2) Les coûts de fabrication des livres ont diminué fortement
(mise en page, scann et photogravure faisable sur son pc) impression à
l’étranger. Cela a aussi permit aux éditeurs de reporter sur les auteurs
certains de leurs frais et à de nouveaux éditeurs d’émerger dans le milieu
(éditeurs alternatifs, collectifs d’auteurs…)
3) au tournant des années 2000, le nombre de titre a commencé à
monter de façon vertigineuse. Les libraires n’ont plus de place pour travailler
le fond (les anciens titres), la rotation devient de plus en plus rapide, les
lecteurs se rabattent sur les titres phares. Les grosses ventes stagnent et les
petites diminuent toujours.
4) Le marché de l’occasion progresse. En effet pourquoi acheter
en librairie un ancien titre au prix fort alors qu’on peut l’obtenir facilement
à pas cher via les plateformes de ventes sur internet.
5) le marché du jeux vidéo explose.
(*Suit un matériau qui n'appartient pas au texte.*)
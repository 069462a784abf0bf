//! Colored `[module]` logging.
//!
//! `warn` and `error` lines go to stderr, everything else to stdout.
//! Single-line messages are cut at the terminal width so a busy watch
//! session stays one line per event.
//!
//! # Example
//!
//! ```ignore
//! log!("collection"; "creating {} pages from {}", count, path);
//! log!("error"; "{err}");
//! ```

use colored::{ColoredString, Colorize};
use crossterm::{
    execute,
    terminal::{Clear, ClearType, size},
};
use std::{
    io::{Write, stderr, stdout},
    sync::OnceLock,
};

static TERMINAL_WIDTH: OnceLock<u16> = OnceLock::new();

/// `[`, `]` and the space after the prefix.
const PREFIX_OVERHEAD: usize = 3;

/// Log a message with a colored module prefix.
///
/// # Usage
/// ```ignore
/// log!("module"; "message with {} formatting", args);
/// ```
#[macro_export]
macro_rules! log {
    ($module:expr; $($arg:tt)*) => {{
        $crate::logger::log($module, &format!($($arg)*))
    }};
}

#[derive(Debug, Clone, Copy, PartialEq, Eq)]
enum Stream {
    Out,
    Err,
}

pub fn log(module: &str, message: &str) {
    let module_lower = module.to_ascii_lowercase();
    let prefix = paint(module, &module_lower);

    let line = if message.contains('\n') {
        message
    } else {
        let width = terminal_width() as usize;
        truncate_str(message, width.saturating_sub(module.len() + PREFIX_OVERHEAD))
    };

    match stream_for(&module_lower) {
        Stream::Out => emit(&mut stdout().lock(), &prefix, line),
        Stream::Err => emit(&mut stderr().lock(), &prefix, line),
    }
}

fn emit<W: Write>(out: &mut W, prefix: &ColoredString, line: &str) {
    execute!(out, Clear(ClearType::UntilNewLine)).ok();
    writeln!(out, "{prefix} {line}").ok();
    out.flush().ok();
}

/// Falls back to 120 columns when the width cannot be detected.
fn terminal_width() -> u16 {
    *TERMINAL_WIDTH.get_or_init(|| size().map(|(w, _)| w).unwrap_or(120))
}

fn stream_for(module_lower: &str) -> Stream {
    match module_lower {
        "warn" | "error" => Stream::Err,
        _ => Stream::Out,
    }
}

fn paint(module: &str, module_lower: &str) -> ColoredString {
    let prefix = format!("[{module}]");
    match module_lower {
        "collection" => prefix.bright_cyan().bold(),
        "watch" => prefix.bright_green().bold(),
        "query" => prefix.bright_blue().bold(),
        "warn" => prefix.bright_magenta().bold(),
        "error" => prefix.bright_red().bold(),
        _ => prefix.bright_yellow().bold(),
    }
}

/// Cut `s` to at most `max_len` bytes on a char boundary.
fn truncate_str(s: &str, max_len: usize) -> &str {
    if s.len() <= max_len {
        return s;
    }
    let mut end = max_len;
    while !s.is_char_boundary(end) {
        end -= 1;
    }
    &s[..end]
}
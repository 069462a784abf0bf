//! Change notification for collection builders.
//!
//! Each builder owns one [`Subscription`] and tells the notifier which files
//! should wake it: its own component file plus whatever its current query
//! depends on. The set is replaced every time the builder re-arms.
//!
//! # Architecture
//!
//! ```text
//! ┌────────────┐  event   ┌──────────────────────────────┐  generation++  ┌──────────────┐
//! │  notify    │────────▶│ Registry                      │──────────────▶│ Subscription │
//! │ (parent    │          │  id → { paths, watch::Sender }│                │ (builder)    │
//! │  dirs)     │          └──────────────────────────────┘                └──────────────┘
//! └────────────┘
//! ```
//!
//! Subscriptions are level-triggered: a generation counter in a
//! `tokio::sync::watch` channel. Any number of fires before the builder looks
//! collapse into a single wake-up, so there is never a backlog of re-runs.

use crate::{
    log,
    utils::path::{is_temp_file, normalize_path},
};
use anyhow::{Context, Result};
use notify::{Event, EventKind, RecommendedWatcher, RecursiveMode, Watcher};
use parking_lot::Mutex;
use rustc_hash::{FxHashMap, FxHashSet};
use std::{
    path::{Path, PathBuf},
    sync::{
        Arc,
        atomic::{AtomicU64, Ordering},
    },
};
use tokio::sync::watch;

// =============================================================================
// Subscription
// =============================================================================

/// Wake-up handle of one builder.
#[derive(Debug)]
pub struct Subscription {
    id: u64,
    rx: watch::Receiver<u64>,
}

impl Subscription {
    pub const fn id(&self) -> u64 {
        self.id
    }

    /// Wait until something fired since the last [`settle`](Self::settle).
    ///
    /// Returns `false` once the notifier is gone.
    pub async fn changed(&mut self) -> bool {
        self.rx.changed().await.is_ok()
    }

    /// Mark every fire so far as seen.
    pub fn settle(&mut self) {
        self.rx.borrow_and_update();
    }
}

/// Source of change notifications.
pub trait ChangeNotifier: Send + Sync + 'static {
    fn subscribe(&self) -> Subscription;

    /// Replace the set of files that fire `subscription`.
    fn watch(&self, subscription: &Subscription, paths: &[PathBuf]) -> Result<()>;
}

// =============================================================================
// Registry
// =============================================================================

struct Entry {
    paths: FxHashSet<PathBuf>,
    tx: watch::Sender<u64>,
}

/// Subscriptions and the paths they watch.
#[derive(Default)]
pub struct Registry {
    next_id: AtomicU64,
    entries: Mutex<FxHashMap<u64, Entry>>,
}

impl Registry {
    pub fn subscribe(&self) -> Subscription {
        let id = self.next_id.fetch_add(1, Ordering::Relaxed);
        let (tx, rx) = watch::channel(0);
        self.entries.lock().insert(
            id,
            Entry {
                paths: FxHashSet::default(),
                tx,
            },
        );
        Subscription { id, rx }
    }

    pub fn set_paths(&self, id: u64, paths: FxHashSet<PathBuf>) {
        if let Some(entry) = self.entries.lock().get_mut(&id) {
            entry.paths = paths;
        }
    }

    /// Fire every subscription watching `path`. Returns how many fired.
    pub fn fire(&self, path: &Path) -> usize {
        let mut entries = self.entries.lock();
        entries.retain(|_, entry| !entry.tx.is_closed());

        let mut fired = 0;
        for entry in entries.values().filter(|e| e.paths.contains(path)) {
            entry.tx.send_modify(|n| *n = n.wrapping_add(1));
            fired += 1;
        }
        fired
    }

    /// Drop every subscription; their `changed()` returns `false` from now on.
    #[cfg(test)]
    pub fn clear(&self) {
        self.entries.lock().clear();
    }
}

/// A bare registry is a notifier nobody fires; one-shot builds use it.
impl ChangeNotifier for Registry {
    fn subscribe(&self) -> Subscription {
        Registry::subscribe(self)
    }

    fn watch(&self, subscription: &Subscription, paths: &[PathBuf]) -> Result<()> {
        self.set_paths(subscription.id(), paths.iter().cloned().collect());
        Ok(())
    }
}

/// Key a watched path by its canonical parent plus file name, so the key
/// stays stable even after the file itself is removed.
fn watch_key(path: &Path) -> PathBuf {
    match (path.parent(), path.file_name()) {
        (Some(parent), Some(name)) => normalize_path(parent).join(name),
        _ => normalize_path(path),
    }
}

const fn is_relevant(event: &Event) -> bool {
    matches!(
        event.kind,
        EventKind::Modify(_) | EventKind::Create(_) | EventKind::Remove(_)
    )
}

// =============================================================================
// Filesystem notifier
// =============================================================================

/// [`ChangeNotifier`] backed by `notify`.
///
/// Parent directories are watched non-recursively so that editors replacing
/// a file on save are still seen.
pub struct FsNotifier {
    registry: Arc<Registry>,
    watcher: Mutex<RecommendedWatcher>,
    watched_dirs: Mutex<FxHashSet<PathBuf>>,
}

impl FsNotifier {
    pub fn new() -> Result<Self> {
        let registry = Arc::new(Registry::default());
        let handler = Arc::clone(&registry);

        let watcher = notify::recommended_watcher(move |res: notify::Result<Event>| match res {
            Ok(event) if is_relevant(&event) => {
                for path in event.paths.iter().filter(|p| !is_temp_file(p)) {
                    handler.fire(&watch_key(path));
                }
            }
            Ok(_) => {}
            Err(e) => log!("watch"; "error: {e}"),
        })
        .context("Failed to create file watcher")?;

        Ok(Self {
            registry,
            watcher: Mutex::new(watcher),
            watched_dirs: Mutex::new(FxHashSet::default()),
        })
    }

    fn watch_dir(&self, dir: &Path) -> Result<()> {
        if !dir.is_dir() || self.watched_dirs.lock().contains(dir) {
            return Ok(());
        }

        self.watcher
            .lock()
            .watch(dir, RecursiveMode::NonRecursive)
            .with_context(|| format!("Failed to watch {}", dir.display()))?;
        self.watched_dirs.lock().insert(dir.to_path_buf());
        Ok(())
    }
}

impl ChangeNotifier for FsNotifier {
    fn subscribe(&self) -> Subscription {
        self.registry.subscribe()
    }

    fn watch(&self, subscription: &Subscription, paths: &[PathBuf]) -> Result<()> {
        let keys: FxHashSet<PathBuf> = paths.iter().map(|p| watch_key(p)).collect();

        for key in &keys {
            if let Some(dir) = key.parent() {
                self.watch_dir(dir)?;
            }
        }

        self.registry.set_paths(subscription.id(), keys);
        Ok(())
    }
}

// =============================================================================
// Test double
// =============================================================================

#[cfg(test)]
pub mod testing {
    use super::*;

    /// In-memory notifier: tests fire paths by hand.
    #[derive(Default)]
    pub struct ManualNotifier {
        registry: Registry,
        watched: Mutex<FxHashMap<u64, Vec<PathBuf>>>,
    }

    impl ManualNotifier {
        pub fn fire(&self, path: &Path) -> usize {
            self.registry.fire(path)
        }

        pub fn watched(&self, subscription: &Subscription) -> Vec<PathBuf> {
            self.watched
                .lock()
                .get(&subscription.id())
                .cloned()
                .unwrap_or_default()
        }

        pub fn close(&self) {
            self.registry.clear();
        }
    }

    impl ChangeNotifier for ManualNotifier {
        fn subscribe(&self) -> Subscription {
            self.registry.subscribe()
        }

        fn watch(&self, subscription: &Subscription, paths: &[PathBuf]) -> Result<()> {
            self.watched
                .lock()
                .insert(subscription.id(), paths.to_vec());
            ChangeNotifier::watch(&self.registry, subscription, paths)
        }
    }
}

#[cfg(test)]
mod tests {
    use super::*;
    use std::time::Duration;

    #[tokio::test]
    async fn test_fire_wakes_matching_subscription() {
        let registry = Registry::default();
        let mut sub = registry.subscribe();
        registry.set_paths(sub.id(), [PathBuf::from("/a.js")].into_iter().collect());

        assert_eq!(registry.fire(Path::new("/b.js")), 0);
        assert_eq!(registry.fire(Path::new("/a.js")), 1);
        assert!(sub.changed().await);
    }

    #[tokio::test]
    async fn test_fires_collapse_into_one_wake_up() {
        let registry = Registry::default();
        let mut sub = registry.subscribe();
        registry.set_paths(sub.id(), [PathBuf::from("/a.js")].into_iter().collect());

        for _ in 0..5 {
            registry.fire(Path::new("/a.js"));
        }
        assert!(sub.changed().await);
        sub.settle();

        let again = tokio::time::timeout(Duration::from_millis(20), sub.changed()).await;
        assert!(again.is_err(), "no second wake-up expected");
    }

    #[tokio::test]
    async fn test_clear_ends_subscription() {
        let registry = Registry::default();
        let mut sub = registry.subscribe();

        registry.clear();
        assert!(!sub.changed().await);
    }

    #[test]
    fn test_dropped_subscription_is_pruned() {
        let registry = Registry::default();
        let sub = registry.subscribe();
        registry.set_paths(sub.id(), [PathBuf::from("/a.js")].into_iter().collect());
        drop(sub);

        assert_eq!(registry.fire(Path::new("/a.js")), 0);
        assert!(registry.entries.lock().is_empty());
    }

    #[test]
    fn test_set_paths_replaces_previous_set() {
        let registry = Registry::default();
        let sub = registry.subscribe();
        registry.set_paths(sub.id(), [PathBuf::from("/old.json")].into_iter().collect());
        registry.set_paths(sub.id(), [PathBuf::from("/new.json")].into_iter().collect());

        assert_eq!(registry.fire(Path::new("/old.json")), 0);
        assert_eq!(registry.fire(Path::new("/new.json")), 1);
    }

    #[test]
    fn test_watch_key_survives_removal() {
        let dir = tempfile::TempDir::new().unwrap();
        let file = dir.path().join("{unstable_id}.js");
        std::fs::write(&file, "").unwrap();
        let before = watch_key(&file);
        std::fs::remove_file(&file).unwrap();

        assert_eq!(watch_key(&file), before);
    }

    #[test]
    fn test_fs_notifier_watches_parent_dirs() {
        let dir = tempfile::TempDir::new().unwrap();
        let file = dir.path().join("page.js");
        std::fs::write(&file, "").unwrap();
        let notifier = FsNotifier::new().unwrap();
        let sub = notifier.subscribe();

        notifier
            .watch(&sub, &[file.clone(), dir.path().join("missing/data.json")])
            .unwrap();

        let dirs = notifier.watched_dirs.lock();
        assert!(dirs.contains(&normalize_path(dir.path())));
        assert_eq!(dirs.len(), 1);
    }
}
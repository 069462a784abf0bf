//! Match expressions for patterns with optional segments.
//!
//! A page derived from `blog/{unstable_slug?}.js` lives at `/blog/my-post`,
//! but the same component should also answer `/blog`. The match path nests
//! one optional group per emitted optional segment:
//!
//! ```text
//! /blog/my-post        →  /blog(/my\-post)?
//! /docs/guide/intro    →  /docs(/guide(/intro)?)?    (both segments optional)
//! ```

use crate::derive::DerivedPath;
use crate::pattern::Pattern;
use regex::Regex;
use std::fmt;

#[derive(Debug, Clone)]
pub struct MatchPath {
    expr: String,
    regex: Regex,
}

impl MatchPath {
    /// The regex-like expression handed to the page sink.
    pub fn as_str(&self) -> &str {
        &self.expr
    }

    /// Whether `url` is the derived path or one of its shorter variants.
    /// A single trailing slash is tolerated.
    pub fn matches(&self, url: &str) -> bool {
        self.regex.is_match(url)
    }

    pub fn into_string(self) -> String {
        self.expr
    }
}

impl PartialEq for MatchPath {
    fn eq(&self, other: &Self) -> bool {
        self.expr == other.expr
    }
}

impl Eq for MatchPath {}

impl fmt::Display for MatchPath {
    fn fmt(&self, f: &mut fmt::Formatter<'_>) -> fmt::Result {
        f.write_str(&self.expr)
    }
}

/// Compute the match path for a derived path, or `None` when the pattern
/// has no optional parameter.
pub fn match_path(derived: &DerivedPath, pattern: &Pattern) -> Option<MatchPath> {
    if !pattern.has_optional() {
        return None;
    }

    let segments: Vec<&str> = derived
        .as_str()
        .split('/')
        .filter(|s| !s.is_empty())
        .collect();
    let optional = derived.optional_present().min(segments.len());
    let (fixed, tail) = segments.split_at(segments.len() - optional);

    let mut expr = String::new();
    for segment in fixed {
        expr.push('/');
        expr.push_str(&regex::escape(segment));
    }
    for segment in tail {
        expr.push_str("(/");
        expr.push_str(&regex::escape(segment));
    }
    for _ in tail {
        expr.push_str(")?");
    }
    if expr.is_empty() {
        expr.push('/');
    }

    // Every piece of user text is escaped, so the expression always compiles.
    let regex = Regex::new(&format!("^(?:{expr})/?$")).ok()?;
    Some(MatchPath { expr, regex })
}

#[cfg(test)]
mod tests {
    use super::*;
    use crate::derive::{DeriveOptions, derive_path};
    use crate::pattern::DEFAULT_PREFIX;
    use serde_json::{Value, json};

    fn compute(path: &str, record: &Value) -> (DerivedPath, Option<MatchPath>) {
        let pattern = Pattern::parse(path, DEFAULT_PREFIX).unwrap();
        let derived = derive_path(&pattern, record, DeriveOptions::default()).unwrap();
        let matcher = match_path(&derived, &pattern);
        (derived, matcher)
    }

    #[test]
    fn test_absent_without_optional_segments() {
        let (_, matcher) = compute(
            "products/{unstable_category}/{unstable_id}.js",
            &json!({ "category": "shoes", "id": 42 }),
        );
        assert!(matcher.is_none());
    }

    #[test]
    fn test_optional_slug_matches_both_depths() {
        let (derived, matcher) = compute("blog/{unstable_slug?}.js", &json!({ "slug": "my-post" }));
        let matcher = matcher.unwrap();

        assert_eq!(derived.as_str(), "/blog/my-post");
        assert!(matcher.matches("/blog/my-post"));
        assert!(matcher.matches("/blog"));
        assert!(matcher.matches("/blog/"));
        assert!(!matcher.matches("/blog/other-post"));
        assert!(!matcher.matches("/blog/my-post/extra"));
    }

    #[test]
    fn test_expression_shape() {
        let (_, matcher) = compute("blog/{unstable_slug?}.js", &json!({ "slug": "hello" }));
        assert_eq!(matcher.unwrap().as_str(), "/blog(/hello)?");

        let (_, matcher) = compute(
            "a/{unstable_x?}/{unstable_y?}.js",
            &json!({ "x": "x", "y": "y" }),
        );
        assert_eq!(matcher.unwrap().as_str(), "/a(/x(/y)?)?");
    }

    #[test]
    fn test_two_optionals_match_every_prefix() {
        let (_, matcher) = compute(
            "a/{unstable_x?}/{unstable_y?}.js",
            &json!({ "x": "x", "y": "y" }),
        );
        let matcher = matcher.unwrap();

        assert!(matcher.matches("/a/x/y"));
        assert!(matcher.matches("/a/x"));
        assert!(matcher.matches("/a"));
        assert!(!matcher.matches("/a/y"));
    }

    #[test]
    fn test_optional_absent_still_yields_expression() {
        let (derived, matcher) = compute("blog/{unstable_slug?}.js", &json!({}));

        assert_eq!(derived.as_str(), "/blog");
        assert_eq!(matcher.unwrap().as_str(), "/blog");
    }

    #[test]
    fn test_root_level_optional() {
        let (_, matcher) = compute("{unstable_lang?}.js", &json!({ "lang": "en" }));
        let matcher = matcher.unwrap();

        assert!(matcher.matches("/en"));
        assert!(matcher.matches("/"));
    }

    #[test]
    fn test_regex_metacharacters_are_escaped() {
        let (_, matcher) = compute("v1.0/{unstable_slug?}.js", &json!({ "slug": "a.b" }));
        let matcher = matcher.unwrap();

        assert!(matcher.matches("/v1.0/a.b"));
        assert!(!matcher.matches("/v1x0/a.b"));
    }
}
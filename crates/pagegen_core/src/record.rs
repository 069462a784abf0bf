//! Field access on data records.

use serde_json::Value;

/// Look up a dot-path such as `author.name` or `tags.0` in a record.
///
/// Numeric parts index into arrays. `null` counts as absent.
pub fn lookup<'a>(record: &'a Value, field: &str) -> Option<&'a Value> {
    let value = field.split('.').try_fold(record, |value, part| match value {
        Value::Object(map) => map.get(part),
        Value::Array(items) => part.parse::<usize>().ok().and_then(|i| items.get(i)),
        _ => None,
    })?;

    (!value.is_null()).then_some(value)
}

/// Short type name for diagnostics.
pub const fn kind(value: &Value) -> &'static str {
    match value {
        Value::Null => "null",
        Value::Bool(_) => "boolean",
        Value::Number(_) => "number",
        Value::String(_) => "string",
        Value::Array(_) => "array",
        Value::Object(_) => "object",
    }
}

#[cfg(test)]
mod tests {
    use super::*;
    use serde_json::json;

    #[test]
    fn test_lookup_top_level() {
        let record = json!({ "id": 42, "title": "Hello" });
        assert_eq!(lookup(&record, "id"), Some(&json!(42)));
        assert_eq!(lookup(&record, "title"), Some(&json!("Hello")));
        assert_eq!(lookup(&record, "missing"), None);
    }

    #[test]
    fn test_lookup_nested_and_indexed() {
        let record = json!({
            "author": { "name": "Alice", "links": ["a", "b"] },
        });
        assert_eq!(lookup(&record, "author.name"), Some(&json!("Alice")));
        assert_eq!(lookup(&record, "author.links.1"), Some(&json!("b")));
        assert_eq!(lookup(&record, "author.links.9"), None);
        assert_eq!(lookup(&record, "author.name.first"), None);
    }

    #[test]
    fn test_lookup_null_is_absent() {
        let record = json!({ "slug": null });
        assert_eq!(lookup(&record, "slug"), None);
    }

    #[test]
    fn test_kind() {
        assert_eq!(kind(&json!({})), "object");
        assert_eq!(kind(&json!(1.5)), "number");
    }
}
use std::collections::HashMap;

use crate::error::BoxError;
use crate::model::Model;
use crate::optim::optimizer::Optimizer;

/// Stochastic gradient descent with optional classical momentum.
pub struct Sgd {
    pub learning_rate: f64,
    pub momentum: f64,
    velocity: HashMap<String, Vec<f64>>,
}

impl Sgd {
    pub fn new(learning_rate: f64) -> Sgd {
        Sgd { learning_rate, momentum: 0.0, velocity: HashMap::new() }
    }

    pub fn with_momentum(mut self, momentum: f64) -> Sgd {
        self.momentum = momentum;
        self
    }
}

impl<M: Model + ?Sized> Optimizer<M> for Sgd {
    fn zero_grad(&mut self, model: &mut M) {
        for param in model.parameters_mut() {
            param.zero_grad();
        }
    }

    /// `v = momentum * v + grad; value -= lr * v`. With zero momentum this is
    /// plain `value -= lr * grad`.
    fn step(&mut self, model: &mut M) -> Result<(), BoxError> {
        for param in model.parameters_mut() {
            if param.grad.len() != param.value.data.len() {
                return Err(format!(
                    "parameter '{}' has {} gradients for {} values",
                    param.name,
                    param.grad.len(),
                    param.value.data.len()
                )
                .into());
            }
            if self.momentum == 0.0 {
                for (w, g) in param.value.data.iter_mut().zip(&param.grad) {
                    *w -= self.learning_rate * g;
                }
                continue;
            }
            let v = self
                .velocity
                .entry(param.name.clone())
                .or_insert_with(|| vec![0.0; param.grad.len()]);
            for ((w, g), v) in param.value.data.iter_mut().zip(&param.grad).zip(v.iter_mut()) {
                *v = self.momentum * *v + g;
                *w -= self.learning_rate * *v;
            }
        }
        Ok(())
    }
}
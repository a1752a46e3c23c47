use std::any::Any;

use tracing::trace;

use crate::callbacks::Callbacks;
use crate::error::{BoxError, Result};
use crate::model::Model;
use crate::optim::Optimizer;
use crate::tensor::{Backend, Tensor, Tensors};

/// Everything one minibatch produced.
pub struct BatchOutput {
    pub predictions: Vec<Tensor>,
    pub loss: f64,
    /// One value per score callback, in registration order.
    pub scores: Vec<f64>,
    /// One `on_batch` result per batch callback, in registration order.
    pub callback_results: Vec<Box<dyn Any>>,
    /// Leading dimension of the first input tensor.
    pub batch_size: usize,
}

/// Runs a single minibatch through the model and, when training, the optimizer.
pub struct BatchProcessor<'a, M, O> {
    pub(crate) model: &'a mut M,
    pub(crate) optimizer: &'a mut O,
    pub(crate) callbacks: &'a mut Callbacks,
    pub(crate) backend: Backend,
}

impl<'a, M, O> BatchProcessor<'a, M, O>
where
    M: Model,
    O: Optimizer<M>,
{
    pub fn new(
        model: &'a mut M,
        optimizer: &'a mut O,
        callbacks: &'a mut Callbacks,
        backend: Backend,
    ) -> Self {
        BatchProcessor { model, optimizer, callbacks, backend }
    }

    /// Forward, loss, and (unless `is_eval`) zero_grad → backward → step.
    ///
    /// Score callbacks see the targets exactly as the data source yielded
    /// them; the model's loss sees the backend-converted targets. Any
    /// collaborator error is returned as is and aborts the batch.
    pub fn process(&mut self, raw_input: Tensors, raw_target: Tensors, is_eval: bool) -> Result<BatchOutput> {
        let raw_inputs = raw_input.into_vec();
        let raw_targets = raw_target.into_vec();
        let batch_size = raw_inputs.first().map(Tensor::batch_size).unwrap_or(0);

        let (inputs, targets) = self.backend.prepare(raw_inputs, raw_targets.clone());
        let inputs: Vec<Tensor> = inputs
            .into_iter()
            .map(|t| t.with_requires_grad(!is_eval))
            .collect();
        let targets: Vec<Tensor> = targets
            .into_iter()
            .map(|t| t.with_requires_grad(!is_eval))
            .collect();

        let predictions = self.model.forward(&inputs)?.into_vec();
        let loss = self.model.loss(&predictions, &targets)?;

        if !is_eval {
            self.optimizer.zero_grad(self.model);
            self.model.backward()?;
            self.optimizer.step(self.model)?;
        }

        let scores: Vec<f64> = self
            .callbacks
            .score
            .iter_mut()
            .map(|score| score(&predictions, &raw_targets))
            .collect::<std::result::Result<_, BoxError>>()?;

        let callback_results: Vec<Box<dyn Any>> = self
            .callbacks
            .batch
            .iter_mut()
            .map(|cb| cb.on_batch_any(&predictions, &inputs, &raw_targets, is_eval))
            .collect::<std::result::Result<_, BoxError>>()?;

        trace!(batch_size, loss, is_eval, "processed batch");

        Ok(BatchOutput { predictions, loss, scores, callback_results, batch_size })
    }
}
pub mod tensor;
pub mod backend;

pub use tensor::{DType, Device, Tensor, Tensors};
pub use backend::Backend;
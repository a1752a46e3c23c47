pub mod optimizer;
pub mod sgd;

pub use optimizer::Optimizer;
pub use sgd::Sgd;
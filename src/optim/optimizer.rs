use crate::error::BoxError;
use crate::model::Model;

/// The optimizer collaborator: clears and consumes the gradients that
/// `Model::backward` accumulates.
pub trait Optimizer<M: Model + ?Sized> {
    fn zero_grad(&mut self, model: &mut M);

    fn step(&mut self, model: &mut M) -> Result<(), BoxError>;
}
Le temps de loisir n’est pas
extensible à l’infini et si on joue de plus en plus, on ne peut pas également
lire de plus en plus… Le jeu incorpore progressivement les outils de la fiction
ainsi que l’interaction avec de nombreux autres joueurs et le divertissement
proposé devient une expérience de plus en plus globale.
Résultat les tirages moyens sont passés de 15.000 à 3.000 ex.
L’auteur ne peut plus facilement vivre des avances de plus en plus réduites que
proposent les éditeurs.
Aujourd’hui les éditeurs sont des agriculteurs, ils sèment des
graines par milliers et arosent (un peu) ce qui a poussé.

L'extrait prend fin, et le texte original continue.